Motivation
As a JSON parser library, correctness and stability are fundamental requirements. Before wider adoption, we should systematically audit our validation coverage against:
- RFC 8259 (The JSON Data Interchange Format) - the authoritative specification
- JSONTestSuite (https://github.com/nst/JSONTestSuite) - the de facto industry standard for parser validation, containing 300+ edge cases
- Peer implementations - lua-cjson and lua-resty-simdjson both have mature test suites we can learn from
This audit will identify gaps in our validation logic and help prioritize fixes before they become breaking changes.
Current State
What We Validate Well
| Category |
Status |
Location |
| Bracket/brace pairing |
✅ Complete |
scan/scalar.rs, scan/mod.rs::validate_brackets |
| String escape sequences |
✅ Complete |
decode/string.rs - all 8 escapes + \uXXXX + surrogate pairs |
| Numeric parsing (i64/f64) |
✅ Complete |
decode/number.rs - overflow detection, type mismatch |
| Path resolution |
✅ Complete |
path.rs - keys, indices, nesting |
| Type detection |
✅ Complete |
doc.rs::type_of |
| SIMD/scalar parity |
✅ Complete |
scanner_crosscheck.rs - proptest with 2000 cases |
| FFI safety |
✅ Complete |
ffi.rs - panic barrier, null pointer checks |
What We Don't Validate (Potential Gaps)
| Category |
Current Behavior |
RFC 8259 Requirement |
Risk |
| Leading zeros in numbers |
Accepted (007 -> 7) |
MUST reject |
Medium |
| Leading plus sign |
Accepted (+1 -> 1) |
MUST reject |
Medium |
| Bare decimal point |
Accepted (.5, 1.) |
MUST reject |
Medium |
| Max nesting depth |
Unlimited |
Implementation-defined |
Medium (stack overflow) |
| Control chars in strings |
Accepted (0x00-0x1F) |
MUST be escaped |
Low |
| Invalid UTF-8 sequences |
Passed through |
MUST be valid UTF-8 |
Low |
| Trailing content after root |
Ignored |
Should be rejected |
Low |
| UTF-8 BOM |
Not handled |
Implementation-defined |
Low |
| Duplicate object keys |
Last wins (implicit) |
Implementation-defined |
Low |
Test Coverage Comparison
lua-cjson tests:
- RFC 4627 example files
- Configurable nesting depth limits (default 5, max 1000)

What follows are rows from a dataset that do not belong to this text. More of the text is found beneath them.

//! Damage typing and the type -> buff lookup tables used by the pipeline.

use crate::buff::Buff;

/// Elemental/typed damage categories recognized by resistances and
/// weaknesses.
#[derive(Clone, Copy, Debug, PartialEq, Eq)]
pub enum DamageType {
    Blast,
    Fire,
    Ice,
    Magic,
    Shock,
    Quake,
    Stun,
}

/// Resistance buff countering a damage type, if any.
pub fn resistance_buff(t: DamageType) -> Option<Buff> {
    match t {
        DamageType::Fire => Some(Buff::ResistFire),
        DamageType::Ice => Some(Buff::ResistIce),
        DamageType::Magic => Some(Buff::ResistMagic),
        DamageType::Shock => Some(Buff::ResistShock),
        DamageType::Quake => Some(Buff::ResistQuake),
        DamageType::Stun => Some(Buff::ResistStun),
        DamageType::Blast => None,
    }
}

/// Weakness buff amplifying a damage type, if any.
pub fn weakness_buff(t: DamageType) -> Option<Buff> {
    match t {
        DamageType::Fire => Some(Buff::WeaknessFire),
        DamageType::Ice => Some(Buff::WeaknessIce),
        DamageType::Magic => Some(Buff::WeaknessMagic),
        DamageType::Shock => Some(Buff::WeaknessShock),
        DamageType::Quake => Some(Buff::WeaknessQuake),
        DamageType::Stun => Some(Buff::WeaknessStun),
        DamageType::Blast => None,
    }
}

/// Tag set carried by one damage event. `fire`/`magic` mirror the engine's
/// coarse source flags and apply on top of the typed tags.
#[derive(Clone, Debug, Default, PartialEq)]
pub struct DamageTags {
    types: Vec<DamageType>,
    pub fire: bool,
    pub magic: bool,
    /// Direct melee/projectile hit from another entity (defensive skills
    /// only intercept these).
    pub from_entity: bool,
}

impl DamageTags {
    pub fn melee() -> Self {
        Self {
            from_entity: true,
            ..Self::default()
        }
    }

    pub fn explosion() -> Self {
        Self::default().with(DamageType::Blast)
    }

    pub fn with(mut self, t: DamageType) -> Self {
        if !self.types.contains(&t) {
            self.types.push(t);
        }
        match t {
            DamageType::Fire => self.fire = true,
            DamageType::Magic => self.magic = true,
            _ => {}
        }
        self
    }

    #[inline]
    pub fn types(&self) -> &[DamageType] {
        &self.types
    }

    #[inline]
    pub fn has(&self, t: DamageType) -> bool {
        self.types.contains(&t)
    }
}

#[cfg(test)]
mod tests {
    use super::*;

    #[test]
    fn fire_tag_sets_fire_flag() {
        let tags = DamageTags::melee().with(DamageType::Fire);
        assert!(tags.fire);
        assert!(tags.from_entity);
        assert!(tags.has(DamageType::Fire));
    }

    #[test]
    fn tags_deduplicate() {
        let tags = DamageTags::default()
            .with(DamageType::Ice)
            .with(DamageType::Ice);
        assert_eq!(tags.types().len(), 1);
    }

    #[test]
    fn every_elemental_type_has_both_tables() {
        for t in [
            DamageType::Fire,
            DamageType::Ice,
            DamageType::Magic,
            DamageType::Shock,
            DamageType::Quake,
            DamageType::Stun,
        ] {
            assert!(resistance_buff(t).is_some());
            assert!(weakness_buff(t).is_some());
        }
        assert!(resistance_buff(DamageType::Blast).is_none());
    }
}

- Invalid number detection (hex, leading zeros, Inf/NaN)
- Locale handling (comma decimal separators)
- Comment support (single/multi-line)
lua-resty-simdjson tests:
- Deep nesting (10 levels)
- Large payloads (2100+ elements)
- Reentrancy behavior
- Numeric precision (14-16 digits)
- Null compatibility (ngx.null, cjson.null)
JSONTestSuite categories:
y_* - 100+ cases parsers MUST accept
n_* - 200+ cases parsers MUST reject
i_* - 50+ implementation-defined edge cases
Spec
Phase 1: RFC 8259 Compliance Test Suite (Next Step)
Goal: Build a comprehensive test suite based on RFC 8259, referencing lua-cjson's test approach.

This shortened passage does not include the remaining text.